Abstract Problems with hypothesis testing arise when regression analysis is applied to data sets which contain multiple measurements from individual sampling units. These sampling units might be individual trees from each of which several measurements were taken at different positions on each tree, or they might be individual plots in each of which many trees were measured, or they might be individual plots each of which was measured at several ages. The problems arise because application of ordinary least-squares regression to such data sets leads to underestimates of the covariance matrix of the parameter estimates and the residual variance of the regression equation.

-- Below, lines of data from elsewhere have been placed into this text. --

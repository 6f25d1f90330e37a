//! Numeric limits of the half format, as `f32` values where applicable.

/// Smallest positive half, a subnormal: 2^-24.
pub const DENORM_MIN: f32 = 5.960_464_5e-8;

/// Smallest positive normalized half: 2^-14.
pub const NRM_MIN: f32 = 6.103_515_6e-5;

/// Alias of `NRM_MIN`, matching the naming of `std::f32::MIN_POSITIVE`.
pub const MIN_POSITIVE: f32 = NRM_MIN;

/// Largest finite half.
pub const MAX: f32 = 65504.0;

/// Difference between 1.0 and the next larger half: 2^-10.
pub const EPSILON: f32 = 0.000_976_562_5;

/// Number of significant binary digits, including the implicit one.
pub const MANTISSA_DIGITS: u32 = 11;

/// Number of base 10 digits that can be represented without change.
pub const DIGITS: u32 = 3;

/// Number of base 10 digits needed to represent every distinct half.
pub const DECIMAL_DIGITS: u32 = 5;

pub const RADIX: u32 = 2;

/// One greater than the smallest power of two that is a normalized half.
pub const MIN_EXP: i32 = -13;

/// One greater than the largest power of two that is a finite half.
pub const MAX_EXP: i32 = 16;

/// Smallest power of ten that is a normalized half.
pub const MIN_10_EXP: i32 = -4;

/// Largest power of ten that is a finite half.
pub const MAX_10_EXP: i32 = 4;

#[cfg(test)]
mod tests {
    use super::*;

    #[test]
    fn exact_powers_of_two() {
        assert_eq!(DENORM_MIN, 2.0f32.powi(-24));
        assert_eq!(NRM_MIN, 2.0f32.powi(-14));
        assert_eq!(EPSILON, 2.0f32.powi(-10));
        assert_eq!(MAX, (2.0 - EPSILON) * 32768.0);
    }

    #[test]
    fn exponents_consistent() {
        assert_eq!(NRM_MIN, (RADIX as f32).powi(MIN_EXP - 1));
        assert_eq!(MAX, (RADIX as f32).powi(MAX_EXP) - 32.0);
        assert!(10.0f32.powi(MIN_10_EXP) >= NRM_MIN);
        assert!(10.0f32.powi(MAX_10_EXP) <= MAX);
        assert!(10.0f32.powi(MAX_10_EXP + 1) > MAX);
    }
}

Thus, it would not be possible to carry out properly the statistical tests involved in matters such as a covariance analysis or the determination of the most appropriate form of the equation to be fitted to a data set. Theory already exists to solve these problems in cases where the measurements are all made at the same set of conditions in each sampling unit: this is often the case with data from designed experiments. Forestry data sets are often not of this nature and these solutions are generally inappropriate. Using a simple example, the present work explains how problems of hypothesis testing of regressions arise with these data sets. Six theoretical attempts to solve the problems are reviewed. All these theories apply only asymptotically, that is when the number of sampling units is very large. Their small sample behaviour is unknown and their usefulness is therefore questioned. Practical methods for handling such data sets are suggested. In particular, a technique to analyze data in two stages has been found most useful. A number of examples of forestry problems from the literature are described to demonstrate the range of circumstances under which these difficulties occur.